“Our initial results have been very promising,”
Engineers at the University of Connecticut (UConn) have developed a fluorescent nanofibrous film capable of detecting ultra-trace levels of explosive vapors from landmines and other buried explosive devices. In the presence of explosive molecules, the film’s fluorescence is suppressed when exposed to ultraviolet (UV) light. In this way, the lightweight film, which is similar to paper, could be rolled out over suspect areas to mark the location of explosive devices.
The ultra-thin film is cheaply and easily produced by electrospinning pyrene with polystyrene in the presence of an organic salt known as tetrabutylammonium hexafluorophosphate (TBAH).
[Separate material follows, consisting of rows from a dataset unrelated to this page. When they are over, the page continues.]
//! Graphviz digraph view of an execution's event graph. One cluster per
//! thread; program order solid, read-from dashed and labelled `rf`, sync
//! edges bold, conflict edges dashed red with the detecting node filled
//! red. Pure text, no side effects.

use {
    crate::{context::GlobalContext, graph::EventKind},
    std::fmt::Write,
};

pub fn render(gctx: &GlobalContext) -> String {
    let mut out = String::from("digraph G {\n");
    let mut cross = Vec::new();

    for (i, thread) in gctx.threads.iter().enumerate() {
        let _ = writeln!(out, "subgraph cluster_thread_{i} {{");
        let _ = writeln!(out, "\tlabel = \"Thread #{i}\";");
        out.push_str("\tcolor=black;\n");
        for ix in gctx.graph.chain(thread.start) {
            let id = ix.as_usize();
            match gctx.graph.kind(ix) {
                EventKind::Start { .. } => {
                    let _ = writeln!(
                        out,
                        "\tn{id}[label=\"\", shape=circle, width=.3, style=filled, color=black];"
                    );
                }
                EventKind::End => {
                    let _ = writeln!(out, "\tn{id}[label=\"\", shape=doublecircle, width=.2];");
                }
                EventKind::Write { var, value, .. } => {
                    emit_node(&mut out, id, &format!("W{var} = {value}"));
                }
                EventKind::Read {
                    var,
                    value,
                    source,
                    ..
                } => {
                    emit_node(&mut out, id, &format!("R{var} = {value}"));
                    cross.push(format!(
                        "\tn{id} -> n{}[style=dashed, constraint=false, label=\"rf\"];",
                        source.as_usize()
                    ));
                }
                EventKind::Spawn { tid, start } => {
                    emit_node(&mut out, id, &format!("Spawn {tid}"));
                    cross.push(sync_edge(id, start.as_usize()));
                }
                EventKind::Join {
                    tid,
                    joinee,
                    conflict,
                } => {
                    emit_node(&mut out, id, &format!("Join {tid}"));
                    cross.push(sync_edge(joinee.as_usize(), id));
                    if let Some(conflict) = conflict {
                        cross.push(format!("\tn{id}[fillcolor=red];"));
                        cross.push(race_edge(id, conflict.sources.0.as_usize()));
                        cross.push(race_edge(id, conflict.sources.1.as_usize()));
                    }
                }
                EventKind::Lock {
                    lock,
                    after,
                    conflict,
                } => {
                    emit_node(&mut out, id, &format!("lock {lock}"));
                    if let Some(after) = after {
                        cross.push(sync_edge(after.as_usize(), id));
                    }
                    if let Some(conflict) = conflict {
                        cross.push(format!("\tn{id}[fillcolor=red];"));
                        cross.push(race_edge(id, conflict.sources.0.as_usize()));
                        cross.push(race_edge(id, conflict.sources.1.as_usize()));
                    }
                }
                EventKind::Unlock { lock } => {
                    emit_node(&mut out, id, &format!("unlock {lock}"));
                }
                EventKind::AssertionFailure { cond } => {
                    let _ = writeln!(
                        out,
                        "\tn{id}[label=\"assert failed: {}\", shape=rectangle, \
                         style=\"rounded,filled\", fillcolor=red];",
                        escape(cond)
                    );
                }
                EventKind::Pending { stmt } => {
                    let _ = writeln!(
                        out,
                        "\tn{id}[label=\"{}\", shape=rectangle, style=\"rounded,dashed\"];",
                        escape(stmt)
                    );
                }
            }
            if let Some(next) = gctx.graph.next(ix) {
                let _ = writeln!(out, "\tn{id} -> n{};", next.as_usize());
            }
        }
        out.push_str("}\n");
    }

    for line in cross {
        out.push_str(&line);
        out.push('\n');
    }
    out.push_str("}\n");
    out
}

fn emit_node(out: &mut String, id: usize, label: &str) {
    let _ = writeln!(
        out,
        "\tn{id}[label=\"{}\", shape=rectangle, style=\"rounded,filled\"];",
        escape(label)
    );
}

fn sync_edge(from: usize, to: usize) -> String {
    format!("\tn{from} -> n{to}[style=bold, constraint=false, label=\"sync\"];")
}

fn race_edge(from: usize, to: usize) -> String {
    format!("\tn{from} -> n{to}[style=dashed, color=red, constraint=false, label=\"race\"];")
}

fn escape(label: &str) -> String {
    label.replace('"', "\\\"")
}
The team says the resulting nanofibrous membrane is highly porous and absorbs explosive vapors at ultra-trace levels quickly and reliably.
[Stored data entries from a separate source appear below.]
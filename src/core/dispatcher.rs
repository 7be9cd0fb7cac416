use std::sync::Arc;

use chrono::{DateTime, Utc};
use log::{debug, error, info, warn};
use serde::{Deserialize, Serialize};
use uuid::Uuid;

use crate::config::DispatcherConfig;
use crate::core::error::DispatchError;
use crate::core::launcher::{LaunchRequest, SessionLauncher};
use crate::core::plan::RunPlan;
use crate::core::run_spec::RunSpec;

/// The Run Dispatcher opens one detached session per run in a plan and
/// starts the benchmark script in it. It never waits on or inspects the
/// benchmark itself.
pub struct Dispatcher {
    /// Session backend
    launcher: Arc<dyn SessionLauncher>,
    /// Interpreter, script and session options
    config: DispatcherConfig,
}

/// Result of handing one run to the launcher
#[derive(Debug, Clone, Serialize, Deserialize, PartialEq)]
pub struct LaunchOutcome {
    /// Session name
    pub session: String,
    /// GPU index of the run
    pub device_id: u32,
    /// Delay the session waits before starting
    pub start_delay_secs: u64,
    /// Whether the session was created and the command sent
    pub launched: bool,
    /// Launcher error, if any
    pub error: Option<String>,
}

/// Summary of one dispatch
#[derive(Debug, Clone, Serialize, Deserialize)]
pub struct DispatchReport {
    /// Unique identifier for this dispatch
    pub id: Uuid,
    /// Dataset shared by every run
    pub dataset: String,
    /// When the first launch was issued
    pub started_at: DateTime<Utc>,
    /// When the last launch returned
    pub finished_at: DateTime<Utc>,
    /// One entry per run, in plan order
    pub outcomes: Vec<LaunchOutcome>,
}

impl DispatchReport {
    pub fn all_launched(&self) -> bool {
        self.outcomes.iter().all(|o| o.launched)
    }

    pub fn failures(&self) -> Vec<&LaunchOutcome> {
        self.outcomes.iter().filter(|o| !o.launched).collect()
    }
}

/// Whether a planned session is currently open
#[derive(Debug, Clone, Serialize, Deserialize, PartialEq)]
pub struct SessionStatus {
    pub session: String,
    pub running: bool,
}

impl Dispatcher {
    pub fn new(launcher: Arc<dyn SessionLauncher>, config: DispatcherConfig) -> Self {
        Self { launcher, config }
    }

    pub fn config(&self) -> &DispatcherConfig {
        &self.config
    }

    /// Build the launch request for one run of `dataset`
    pub fn launch_request(&self, spec: &RunSpec, dataset: &str) -> LaunchRequest {
        let mut args = Vec::with_capacity(8);
        args.push(self.config.script.clone());
        args.extend(spec.script_args(dataset));

        LaunchRequest::new(
            &spec.session_name,
            &self.config.python,
            args,
            spec.start_delay_secs,
            self.config.hold_open,
        )
    }

    /// Validate the plan and return the requests a dispatch would issue
    pub fn preview(&self, plan: &RunPlan) -> Result<Vec<LaunchRequest>, DispatchError> {
        self.config.validate()?;
        plan.validate()?;
        Ok(plan
            .specs
            .iter()
            .map(|spec| self.launch_request(spec, &plan.dataset))
            .collect())
    }

    /// Launch every run of the plan, in order.
    ///
    /// Only an invalid plan or config is returned as an error. A session
    /// that fails to open is logged and recorded in the report, and the
    /// remaining runs are still launched.
    pub async fn dispatch(&self, plan: &RunPlan) -> Result<DispatchReport, DispatchError> {
        let requests = self.preview(plan)?;
        let id = Uuid::new_v4();
        let started_at = Utc::now();
        info!("Dispatch {}: launching {} runs on dataset '{}'", id, requests.len(), plan.dataset);

        let mut outcomes = Vec::with_capacity(requests.len());
        for (spec, request) in plan.specs.iter().zip(&requests) {
            debug!("{}: {}", request.session_name, request.shell_line);
            let result = self.launcher.launch(request).await;
            let error = match result {
                Ok(()) => {
                    info!(
                        "Started session {} ({} on GPU {}, delay {}s)",
                        spec.session_name, spec.interaction_type, spec.device_id, spec.start_delay_secs
                    );
                    None
                }
                Err(e) => {
                    error!("Failed to start session {}: {}", spec.session_name, e);
                    Some(e.to_string())
                }
            };
            outcomes.push(LaunchOutcome {
                session: spec.session_name.clone(),
                device_id: spec.device_id,
                start_delay_secs: spec.start_delay_secs,
                launched: error.is_none(),
                error,
            });
        }

        let report = DispatchReport {
            id,
            dataset: plan.dataset.clone(),
            started_at,
            finished_at: Utc::now(),
            outcomes,
        };
        let failed = report.failures().len();
        if failed > 0 {
            warn!("Dispatch {}: {} of {} sessions failed to start", id, failed, report.outcomes.len());
        } else {
            info!("Dispatch {}: all {} sessions started", id, report.outcomes.len());
        }
        Ok(report)
    }

    /// Report which sessions of the plan are still open
    pub async fn status(&self, plan: &RunPlan) -> Result<Vec<SessionStatus>, DispatchError> {
        let mut statuses = Vec::with_capacity(plan.specs.len());
        for spec in &plan.specs {
            let running = self.launcher.session_exists(&spec.session_name).await?;
            statuses.push(SessionStatus {
                session: spec.session_name.clone(),
                running,
            });
        }
        Ok(statuses)
    }
}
As well as detecting elements found in TNT and 2,4-DNT, which are the principle components in landmines, the film can also detect elements in harder to detect plastic explosives such as HMX, RDX, Tetryl, and PETN. It can detect elements from TNT at levels as low as 10 parts per billion, Tetryl at 74 parts per trillion (ppt), RDX at 5 ppt, PETN at 7 ppt, and HMX at 0.1 ppt, released from one billionth of a gram of explosive residue.
In the presence of explosive vapor, the recyclable film turns dark blue when exposed to UV light. The team says initial vapor detection takes place in seconds, with more than 90 percent fluorescent quenching efficiency occurring within six minutes.
While the system is still not as sensitive as a sniffer dog, which can detect explosives such as explosives at concentrations in the parts per quadrillion range, the researchers point out that dogs can get tired and also have difficulty differentiating between devices in dense minefields.